When the “60 Minutes” segment aired, his cell phone, landline, and email lit up with orders.
“That night I became a full-time knifemaker,” he said. “I went from a six-month backlog to a two-year backlog in one day.”
But “60 Minutes” wasn’t his only small-screen appearance.
Two days after the premiere, CBS came back and shot a segment for the Early Show, then he was interview by a German TV station, a Russian station, a Spanish station, and he appeared twice on Mike Huckabee’s.
He thought he would’ve been nervous talking to these individuals, but he described the experience as very cool but also surreal.

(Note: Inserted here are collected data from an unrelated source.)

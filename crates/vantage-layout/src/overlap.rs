//! Pairwise overlap relaxation applied after a layout pass.

use std::f32::consts::TAU;

use glam::Vec3;

use vantage_scene::Artifact;

/// Maximum relaxation passes before giving up.
pub const MAX_PASSES: usize = 10;

/// Push artifacts apart until every pair is at least `min_distance` apart
/// or the pass budget is exhausted. Returns the number of corrective
/// passes run.
///
/// Each violating pair moves symmetrically, half the deficit each, along
/// the separating unit vector. The relaxation monotonically reduces total
/// overlap per pass but is not guaranteed globally overlap-free within
/// the pass budget.
pub fn resolve_overlaps(artifacts: &mut [Artifact], min_distance: f32) -> usize {
    let n = artifacts.len();
    for pass in 0..MAX_PASSES {
        let mut moved = false;
        for i in 0..n {
            for j in (i + 1)..n {
                let delta = artifacts[i].position - artifacts[j].position;
                let distance = delta.length();
                if distance >= min_distance {
                    continue;
                }
                let direction = if distance > f32::EPSILON {
                    delta / distance
                } else {
                    separation_fallback(i, j)
                };
                let push = direction * (min_distance - distance) * 0.5;
                artifacts[i].position += push;
                artifacts[j].position -= push;
                moved = true;
            }
        }
        if !moved {
            return pass;
        }
    }
    MAX_PASSES
}

/// Deterministic unit direction for coincident pairs.
fn separation_fallback(i: usize, j: usize) -> Vec3 {
    let angle = (i as f32 * 0.618_034 + j as f32 * 0.414_214) * TAU;
    Vec3::new(angle.cos(), 0.0, angle.sin())
}
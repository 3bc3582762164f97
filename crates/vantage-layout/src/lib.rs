//! Spatial layout engine for artifact graphs: five positioning strategies,
//! a shared directory-clustering routine, and a pairwise overlap resolver.

mod cluster;
mod clustered;
mod engine;
mod force;
mod grid;
mod hierarchy;
mod overlap;
mod rings;

pub use cluster::{CLUSTER_PALETTE, ClusterInfo, MISC_CLUSTER_ID, build_clusters};
pub use engine::LayoutEngine;
pub use hierarchy::dependency_levels;
pub use overlap::{MAX_PASSES, resolve_overlaps};
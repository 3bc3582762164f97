//! Configuration system for the Vantage scene engine.
//!
//! Provides runtime-configurable settings that persist to disk as RON files.
//! Supports partial overrides applied between frames, hot-reload detection,
//! and forward/backward compatible serialization.

mod config;
mod error;
mod overrides;

pub use config::{
    DebugConfig, LayoutAlgorithm, LayoutConfig, LodConfig, LodLevel, SceneConfig,
};
pub use error::ConfigError;
pub use overrides::{LayoutOverrides, LodOverrides};
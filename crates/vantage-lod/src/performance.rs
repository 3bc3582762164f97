//! Rolling frame-rate statistics for the scene.

use std::collections::VecDeque;

/// Number of fps samples retained for smoothing.
pub const FPS_HISTORY_LEN: usize = 60;

/// Per-frame performance counters, recomputed every frame.
#[derive(Clone, Debug, Default)]
pub struct PerformanceMetrics {
    /// Instantaneous frames per second.
    pub fps: f32,
    /// Frame time in milliseconds.
    pub frame_time: f32,
    /// Artifacts marked for rendering this frame.
    pub render_count: usize,
    /// Artifacts culled this frame.
    pub culled_count: usize,
    /// Approximate memory used by rendered geometry, in bytes.
    pub memory_usage: usize,
    /// Scene time of the last update, in seconds since monitor creation.
    ///
    /// Accumulated from frame deltas rather than read from a wall clock,
    /// so replaying the same deltas reproduces the same metrics.
    pub last_update: f64,
}

/// Tracks rolling frame-rate statistics over a bounded sample window.
pub struct PerformanceMonitor {
    metrics: PerformanceMetrics,
    /// Ring buffer of the most recent fps samples, oldest first.
    fps_history: VecDeque<f32>,
    elapsed: f64,
}

impl Default for PerformanceMonitor {
    fn default() -> Self {
        Self::new()
    }
}

impl PerformanceMonitor {
    /// Create a monitor with no recorded history.
    #[must_use]
    pub fn new() -> Self {
        Self {
            metrics: PerformanceMetrics::default(),
            fps_history: VecDeque::with_capacity(FPS_HISTORY_LEN),
            elapsed: 0.0,
        }
    }

    /// Record one frame. `delta_time` is the frame duration in seconds.
    pub fn record_frame(&mut self, delta_time: f32) {
        let frame_time = delta_time * 1000.0;
        let fps = if frame_time > 0.0 {
            1000.0 / frame_time
        } else {
            0.0
        };

        self.elapsed += f64::from(delta_time);

        if self.fps_history.len() == FPS_HISTORY_LEN {
            self.fps_history.pop_front();
        }
        self.fps_history.push_back(fps);

        self.metrics.fps = fps;
        self.metrics.frame_time = frame_time;
        self.metrics.last_update = self.elapsed;
    }

    /// Record the planner's visibility counts for the current frame.
    pub fn record_counts(&mut self, render_count: usize, culled_count: usize) {
        self.metrics.render_count = render_count;
        self.metrics.culled_count = culled_count;
        self.metrics.memory_usage = estimate_memory(render_count, render_count + culled_count);
    }

    /// Rolling average fps over the retained history.
    #[must_use]
    pub fn average_fps(&self) -> f32 {
        if self.fps_history.is_empty() {
            return 0.0;
        }
        self.fps_history.iter().sum::<f32>() / self.fps_history.len() as f32
    }

    /// Latest metrics snapshot.
    #[must_use]
    pub fn metrics(&self) -> &PerformanceMetrics {
        &self.metrics
    }

    /// Number of fps samples currently retained.
    #[must_use]
    pub fn sample_count(&self) -> usize {
        self.fps_history.len()
    }
}

/// Approximate memory used by the scene's rendered geometry.
///
/// Assumes a sphere mesh per rendered artifact (~3 KB of vertex and index
/// data at full detail) plus a fixed bookkeeping cost per scene artifact.
fn estimate_memory(rendered: usize, total: usize) -> usize {
    rendered * 3 * 1024 + total * 96
}
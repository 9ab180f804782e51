//! Genre model

use serde::{Deserialize, Serialize};
use sqlx::FromRow;
use utoipa::ToSchema;

/// Book genre
#[derive(Debug, Clone, Serialize, Deserialize, FromRow, ToSchema)]
pub struct Genre {
    pub id: i32,
    pub name: String,
}
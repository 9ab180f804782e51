//! Loan management endpoints

use axum::{
    extract::{Path, Query, State},
    http::StatusCode,
    Json,
};
use chrono::{DateTime, Utc};
use serde::{Deserialize, Serialize};
use utoipa::{IntoParams, ToSchema};

use crate::{
    error::{AppError, AppResult},
    models::{
        loan::{Loan, LoanDecision, LoanDetails},
        user::Role,
    },
};

use super::AuthenticatedUser;

/// Ledger query parameters
#[derive(Deserialize, IntoParams)]
pub struct LoansQuery {
    /// Member whose ledger to list (members may only list their own)
    pub user_id: Option<i32>,
}

/// Borrow request
#[derive(Deserialize, ToSchema)]
pub struct CreateLoanRequest {
    /// Borrowing member (defaults to the caller; admin may borrow for anyone)
    pub user_id: Option<i32>,
    /// Book ID
    pub book_id: i32,
    /// Loan duration in days (defaults from settings)
    pub duration_days: Option<i16>,
    /// Optional note
    pub note: Option<String>,
}

/// Borrow response
#[derive(Serialize, ToSchema)]
pub struct LoanResponse {
    /// Loan ID
    pub id: i32,
    /// Due date
    pub due_at: DateTime<Utc>,
    /// Loan status
    pub status: String,
    /// Status message
    pub message: String,
}

/// Loan decision request
#[derive(Deserialize, ToSchema)]
pub struct DecideLoanRequest {
    /// Decision to apply
    pub decision: LoanDecision,
}

/// Return request
#[derive(Deserialize, ToSchema)]
pub struct ReturnLoanRequest {
    /// Member returning the loan (defaults to the caller)
    pub member_id: Option<i32>,
    /// The copy was lost or damaged; fined flat and not restocked
    pub lost: Option<bool>,
    /// Optional note
    pub note: Option<String>,
}

/// Return response
#[derive(Serialize, ToSchema)]
pub struct ReturnResponse {
    /// Return status
    pub status: String,
    /// Fine owed, zero when returned on time
    pub fine: i64,
    /// Closed loan
    pub loan: Loan,
}

/// Get the loan ledger for a member
#[utoipa::path(
    get,
    path = "/loans",
    tag = "loans",
    security(("bearer_auth" = [])),
    params(LoansQuery),
    responses(
        (status = 200, description = "Member's loans", body = Vec<LoanDetails>),
        (status = 403, description = "Members may only list their own loans"),
        (status = 404, description = "User not found")
    )
)]
pub async fn list_loans(
    State(state): State<crate::AppState>,
    AuthenticatedUser(claims): AuthenticatedUser,
    Query(query): Query<LoansQuery>,
) -> AppResult<Json<Vec<LoanDetails>>> {
    claims.require_any(&[Role::Member, Role::Staff, Role::Admin])?;

    let user_id = match claims.role {
        Role::Member => {
            let requested = query.user_id.unwrap_or(claims.user_id);
            if requested != claims.user_id {
                return Err(AppError::Authorization(
                    "Members may only list their own loans".to_string(),
                ));
            }
            requested
        }
        _ => query.user_id.ok_or_else(|| {
            AppError::Validation("user_id query parameter required".to_string())
        })?,
    };

    let loans = state.services.loans.get_user_loans(user_id).await?;
    Ok(Json(loans))
}

/// Request a loan (borrow a book)
#[utoipa::path(
    post,
    path = "/loans",
    tag = "loans",
    security(("bearer_auth" = [])),
    request_body = CreateLoanRequest,
    responses(
        (status = 201, description = "Loan requested", body = LoanResponse),
        (status = 400, description = "Not approved, out of stock or already borrowed"),
        (status = 404, description = "User not found")
    )
)]
pub async fn create_loan(
    State(state): State<crate::AppState>,
    AuthenticatedUser(claims): AuthenticatedUser,
    Json(request): Json<CreateLoanRequest>,
) -> AppResult<(StatusCode, Json<LoanResponse>)> {
    claims.require_any(&[Role::Member, Role::Admin])?;

    let user_id = request.user_id.unwrap_or(claims.user_id);
    if claims.role == Role::Member && user_id != claims.user_id {
        return Err(AppError::Authorization(
            "Members may only borrow for themselves".to_string(),
        ));
    }

    let loan = state
        .services
        .loans
        .borrow(user_id, request.book_id, request.duration_days, request.note)
        .await?;

    Ok((
        StatusCode::CREATED,
        Json(LoanResponse {
            id: loan.id,
            due_at: loan.due_at,
            status: loan.status.to_string(),
            message: "Loan requested".to_string(),
        }),
    ))
}

/// Decide a pending loan request (staff)
#[utoipa::path(
    post,
    path = "/loans/{id}/decision",
    tag = "loans",
    security(("bearer_auth" = [])),
    params(
        ("id" = i32, Path, description = "Loan ID")
    ),
    request_body = DecideLoanRequest,
    responses(
        (status = 200, description = "Decision applied", body = Loan),
        (status = 403, description = "Staff privileges required"),
        (status = 404, description = "Loan not found"),
        (status = 409, description = "Loan is not pending")
    )
)]
pub async fn decide_loan(
    State(state): State<crate::AppState>,
    AuthenticatedUser(claims): AuthenticatedUser,
    Path(loan_id): Path<i32>,
    Json(request): Json<DecideLoanRequest>,
) -> AppResult<Json<Loan>> {
    claims.require_staff()?;

    let loan = state.services.loans.decide(loan_id, request.decision).await?;
    Ok(Json(loan))
}

/// Return a borrowed book
#[utoipa::path(
    put,
    path = "/loans/{id}/return",
    tag = "loans",
    security(("bearer_auth" = [])),
    params(
        ("id" = i32, Path, description = "Loan ID")
    ),
    request_body = ReturnLoanRequest,
    responses(
        (status = 200, description = "Book returned", body = ReturnResponse),
        (status = 404, description = "Loan not found, or not this member's loan"),
        (status = 409, description = "Loan is not open")
    )
)]
pub async fn return_loan(
    State(state): State<crate::AppState>,
    AuthenticatedUser(claims): AuthenticatedUser,
    Path(loan_id): Path<i32>,
    Json(request): Json<ReturnLoanRequest>,
) -> AppResult<Json<ReturnResponse>> {
    claims.require_any(&[Role::Member, Role::Admin])?;

    let expected_owner = match claims.role {
        Role::Member => {
            let member_id = request.member_id.unwrap_or(claims.user_id);
            if member_id != claims.user_id {
                return Err(AppError::Authorization(
                    "Members may only return their own loans".to_string(),
                ));
            }
            Some(member_id)
        }
        // Admin returns on behalf of whichever member is given, if any
        _ => request.member_id,
    };

    let loan = state
        .services
        .loans
        .return_loan(
            loan_id,
            expected_owner,
            request.lost.unwrap_or(false),
            request.note,
        )
        .await?;

    Ok(Json(ReturnResponse {
        status: "returned".to_string(),
        fine: loan.fine,
        loan,
    }))
}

“Sometimes it hit me that two tragedies in my life have caused this. My son dying and me losing my job. I never said ‘Oh I’m going to use this as a platform.’ It just happened,” he said. “I mean, here’s Scott Pelley interviewing me. I shared a sandwich with the guy. I mean, it was kind of surreal.”
In those 10 years, he not only has the knife shop, he also has a leather shop to make the sheaths to go along with the knives, he almost has his house paid off, and he spends time with his grandson, who he is raising.
“If he wants to go fishing, we’ll go fishing. I’ll do the work later,” he said.
As for retirement, he has no immediate plans for it.
“I’ll fall over at the grindstone happy someday,” he said.
Overall, he says he’s doing OK. and attributes this to two things.
“I just attribute it to God and my son Steven looking out for me,” he said.